▸ Your instructions: Restate the lines exactly, starting at the line that contains "filename src/routes/location/model.rs" and finishing with the final line of the records.

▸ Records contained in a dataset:
# # # #

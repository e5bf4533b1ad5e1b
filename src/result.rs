// 通用的响应结构

use serde::{Deserialize, Serialize};

/// 通用的API响应结构
#[derive(Debug, Serialize, Deserialize)]
pub struct ApiResponse<T> {
    /// 错误码，0表示成功，非0表示失败
    pub code: i32,
    /// 错误消息，成功时为"success"
    pub msg: String,
    /// 响应数据，错误时为None
    #[serde(skip_serializing_if = "Option::is_none")]
    pub resp_data: Option<T>,
}
mod auth;
mod error_handler;

pub use auth::auth_middleware;
pub use error_handler::log_errors;
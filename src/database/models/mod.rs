// 数据库实体定义

pub mod group;
pub mod location;
pub mod notification;
pub mod user;
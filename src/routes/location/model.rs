use serde::{Deserialize, Serialize};

use crate::database::models::location::LocationEntity;

/// 客户端上报的原始值，校验在 handler 里做
#[derive(Debug, Deserialize)]
#[serde(rename_all = "camelCase")]
pub struct UpdateLocationRequest {
    pub country_code: String,
    pub status: String,
}

#[derive(Debug, Serialize)]
pub struct UpdateLocationResponse {
    pub location: LocationEntity,
    pub message: String,
}

#[derive(Debug, Serialize)]
pub struct LatestLocationResponse {
    pub location: LocationEntity,
}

# # # #

▸ Written solution:
filename src/routes/location/model.rs
use serde::{Deserialize, Serialize};

use crate::database::models::location::LocationEntity;

/// 客户端上报的原始值，校验在 handler 里做
#[derive(Debug, Deserialize)]
#[serde(rename_all = "camelCase")]
pub struct UpdateLocationRequest {
    pub country_code: String,
    pub status: String,
}

#[derive(Debug, Serialize)]
pub struct UpdateLocationResponse {
    pub location: LocationEntity,
    pub message: String,
}

#[derive(Debug, Serialize)]
pub struct LatestLocationResponse {
    pub location: LocationEntity,
}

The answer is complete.